Im asked to derive an expression for half life of a reaction whose order is 1/2,

Ive integrated and rearranged blah blah.... and have come to an answer that i cant seem to simplify any further, could you check if im right or wrong please?


rate = k.[A]^1/2

t_1/2 = { (-2)(sqrt([A]o/2) } - { (-2)(sqrt([A]o) } (k)

the only rationalisation that ive been able to make is that the units for k in a 1/2 order reaction must be M^-1/2.s, or, 1/M ^1/2.s

for eg,

rate = k.[A]1/2

M/s = 1/M^-1/2.s * M^1/2

and looking at my expression for half life, these units seem to fit, i think???

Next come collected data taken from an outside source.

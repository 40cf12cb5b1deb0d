//! Lenient number handling compatible with pasted spreadsheet data.
//!
//! Numbers typed or pasted by users are never rejected: text that does not
//! start with a number becomes `NaN` and flows through calculations and
//! display unchanged. Parsing, rounding and display follow the browser's
//! `parseFloat`, `Math.round` and `Number#toString` so that output matches
//! what the tool has always shown.

/// Parse the longest leading decimal number in `text`.
///
/// Leading whitespace is skipped. Returns `NaN` when no number prefix exists.
///
/// ```
/// use areakit_core::number::parse_float;
///
/// assert_eq!(parse_float("65"), 65.0);
/// assert_eq!(parse_float("  0.5ha"), 0.5);
/// assert!(parse_float("1.11.2a").eq(&1.11));
/// assert!(parse_float("ha").is_nan());
/// ```
pub fn parse_float(text: &str) -> f64 {
    let s = text.trim_start();
    let bytes = s.as_bytes();
    let mut end = 0;

    if matches!(bytes.first(), Some(b'+' | b'-')) {
        end += 1;
    }

    if s[end..].starts_with("Infinity") {
        return if bytes.first() == Some(&b'-') {
            f64::NEG_INFINITY
        } else {
            f64::INFINITY
        };
    }

    let int_start = end;
    while bytes.get(end).is_some_and(u8::is_ascii_digit) {
        end += 1;
    }
    let mut digits = end - int_start;

    if bytes.get(end) == Some(&b'.') {
        let frac_start = end + 1;
        let mut frac_end = frac_start;
        while bytes.get(frac_end).is_some_and(u8::is_ascii_digit) {
            frac_end += 1;
        }
        digits += frac_end - frac_start;
        if digits > 0 {
            end = frac_end;
        }
    }

    if digits == 0 {
        return f64::NAN;
    }

    if matches!(bytes.get(end), Some(b'e' | b'E')) {
        let mut exp_end = end + 1;
        if matches!(bytes.get(exp_end), Some(b'+' | b'-')) {
            exp_end += 1;
        }
        let exp_digits_start = exp_end;
        while bytes.get(exp_end).is_some_and(u8::is_ascii_digit) {
            exp_end += 1;
        }
        if exp_end > exp_digits_start {
            end = exp_end;
        }
    }

    s[..end].parse().unwrap_or(f64::NAN)
}

/// Round to the nearest integer, halves towards positive infinity.
///
/// `NaN` and infinities pass through.
pub fn js_round(x: f64) -> f64 {
    let floor = x.floor();
    if x - floor >= 0.5 {
        floor + 1.0
    } else {
        floor
    }
}

/// Display a number the way a browser prints it.
///
/// ```
/// use areakit_core::number::format_number;
///
/// assert_eq!(format_number(1.0), "1");
/// assert_eq!(format_number(0.15), "0.15");
/// assert_eq!(format_number(f64::NAN), "NaN");
/// assert_eq!(format_number(1.5e-7), "1.5e-7");
/// assert_eq!(format_number(1e21), "1e+21");
/// ```
pub fn format_number(x: f64) -> String {
    if x.is_nan() {
        return "NaN".to_string();
    }
    if x.is_infinite() {
        return if x > 0.0 { "Infinity" } else { "-Infinity" }.to_string();
    }
    if x == 0.0 {
        return "0".to_string();
    }

    let magnitude = x.abs();
    if (1e-6..1e21).contains(&magnitude) {
        return format!("{x}");
    }

    let formatted = format!("{x:e}");
    match formatted.split_once('e') {
        Some((mantissa, exponent)) if !exponent.starts_with('-') => {
            format!("{mantissa}e+{exponent}")
        }
        _ => formatted,
    }
}

#[cfg(test)]
mod tests {
    use super::*;
    use proptest::prelude::*;

    #[test]
    fn test_parse_float_plain() {
        assert_eq!(parse_float("0.002374634"), 0.002_374_634);
        assert_eq!(parse_float("100"), 100.0);
        assert_eq!(parse_float("-3.5"), -3.5);
        assert_eq!(parse_float("+2"), 2.0);
    }

    #[test]
    fn test_parse_float_prefix() {
        assert_eq!(parse_float("65abc"), 65.0);
        assert_eq!(parse_float("1.11.2a"), 1.11);
        assert_eq!(parse_float("12/30"), 12.0);
        assert_eq!(parse_float("\t 7"), 7.0);
    }

    #[test]
    fn test_parse_float_fraction_forms() {
        assert_eq!(parse_float(".5"), 0.5);
        assert_eq!(parse_float("5."), 5.0);
        assert!(parse_float(".").is_nan());
        assert!(parse_float("-.").is_nan());
    }

    #[test]
    fn test_parse_float_exponent() {
        assert_eq!(parse_float("1e3"), 1000.0);
        assert_eq!(parse_float("2.5E-2"), 0.025);
        assert_eq!(parse_float("1e"), 1.0);
        assert_eq!(parse_float("1e+"), 1.0);
    }

    #[test]
    fn test_parse_float_infinity() {
        assert_eq!(parse_float("Infinity"), f64::INFINITY);
        assert_eq!(parse_float("-Infinityx"), f64::NEG_INFINITY);
        assert!(parse_float("inf").is_nan());
    }

    #[test]
    fn test_parse_float_nan() {
        assert!(parse_float("").is_nan());
        assert!(parse_float("   ").is_nan());
        assert!(parse_float("RE").is_nan());
        assert!(parse_float("-").is_nan());
    }

    #[test]
    fn test_js_round_halves_up() {
        assert_eq!(js_round(2.5), 3.0);
        assert_eq!(js_round(-2.5), -2.0);
        assert_eq!(js_round(2.4), 2.0);
        assert_eq!(js_round(-2.6), -3.0);
        assert_eq!(js_round(0.499_999_999_999_999_94), 0.0);
    }

    #[test]
    fn test_js_round_non_finite() {
        assert!(js_round(f64::NAN).is_nan());
        assert_eq!(js_round(f64::INFINITY), f64::INFINITY);
    }

    #[test]
    fn test_format_number_special() {
        assert_eq!(format_number(f64::NAN), "NaN");
        assert_eq!(format_number(f64::INFINITY), "Infinity");
        assert_eq!(format_number(f64::NEG_INFINITY), "-Infinity");
        assert_eq!(format_number(0.0), "0");
        assert_eq!(format_number(-0.0), "0");
    }

    #[test]
    fn test_format_number_decimal() {
        assert_eq!(format_number(42.0), "42");
        assert_eq!(format_number(0.001_543_512_1), "0.0015435121");
        assert_eq!(format_number(0.000_001), "0.000001");
        assert_eq!(format_number(-12.75), "-12.75");
        assert_eq!(format_number(1e20), "100000000000000000000");
    }

    #[test]
    fn test_format_number_exponent() {
        assert_eq!(format_number(1e-7), "1e-7");
        assert_eq!(format_number(-2.5e-9), "-2.5e-9");
        assert_eq!(format_number(1.5e22), "1.5e+22");
    }

    proptest! {
        #[test]
        fn prop_format_then_parse_roundtrips(x in -1e12f64..1e12) {
            let text = format_number(x);
            prop_assert_eq!(parse_float(&text), x);
        }

        #[test]
        fn prop_js_round_is_integral(x in -1e9f64..1e9) {
            let r = js_round(x);
            prop_assert_eq!(r.fract(), 0.0);
            prop_assert!((r - x).abs() <= 0.5);
        }
    }
}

realy not sure on this one, please help

cheers,

madscientist

Title: Re:1/2 order
Post by: Winga on February 27, 2006, 11:04:31 AM

Quote

t_1/2 = { (-2)(sqrt([A]o/2) } - { (-2)(sqrt([A]o) } (k)

But I got,

t_1/2 = { (-1/2)(sqrt([A]o/2) } - { (-1/2)(sqrt([A]o) } / (k)

Title: Re:1/2 order
Post by: madscientist on February 27, 2006, 11:53:15 AM

How sure are you of your answer cause i cant see how you arrived at

t1/2 = { (-1/2)(sqrt([A]o/2) } - { (-1/2)(sqrt([A]o) } / (k)

everything but the -1/2 is the same as my answer, but i cant see how you ended up with -1/2 ???  

you start with -[A]^-1/2 and should end up with -[A]^(-1/2)+1 / 0.5 which is equal to -2 [A]^1/2 which is then equal to -2 sqrt [A] .

anyone got any suggestions?

cheers,

madscientist

Title: Re:1/2 order
Post by: pantone159 on February 27, 2006, 01:22:37 PM

I got the same answer as Winga, but I wrote it as:

t_H = sqrt(A₀) * (1/k) * (2 - sqrt(2))

When dealing with factors of sqrt(2), they can usually be written in all kinds of different looking ways that aren't obviously the same until you do some calculations to check.

One hint, madscientist, that your first answer wasn't right, is that your half-life was proportional to k, the rate constant.  That meant that, the higher the rate, the longer the half-life.  It should be the other way around, so proportional to (1/k) makes more sense.

BTW - Since you seem to be doing this for multiple reaction orders, it isn't that much harder to calculate the result for an arbitrary reaction order n, and then keep re-using this result.  There is one 'special case', it is the usual one of n=1.

Title: Re:1/2 order
Post by: Winga on February 27, 2006, 01:38:26 PM

d[A]/dt = -k[A]^1/2

Int.(from [A] to [A]o) [A]^-1/2 d[A] = -k Int.(from t_1/2 to 0) dt

By substitution method,

Let u = [A]^1/2
du/d[A] = ([A]^-1/2)/2
du = ([A]^-1/2)/2 d[A]

Int. 2 du = -k Int. dt (Oh, I made a mistake in this step, 2 du --> 1/2 du) ;D

2[A]^1/2 - 2[A]o^1/2 = -kt_1/2
t_1/2 = -2([A]o^1/2/2 - [A]o^1/2)/k

or

t_1/2 = 2([A]o^1/2 - [A]o^1/2/2)/k

Title: Re:1/2 order
Post by: madscientist on February 28, 2006, 05:35:17 AM

thanks winga and Mark, that makes sense.

 scooby snacks all round! ;D

cheers

madscientist :albert:
 :stupid:

Title: Re:1/2 order
Post by: Winga on February 28, 2006, 08:53:14 AM

I think I should write it like that.

t_1/2 = -2(([A]o/2)^1/2 - [A]o^1/2)/k

or

t_1/2 = 2([A]o^1/2 - ([A]o/2)^1/2)/k

Title: Re:1/2 order
Post by: madscientist on February 28, 2006, 11:27:27 AM

Yep i got caught on that too, having the 1/2 power inside the brackets doesnt work, took me 2 hours to figure that out lol

cheers

madscientist :albert: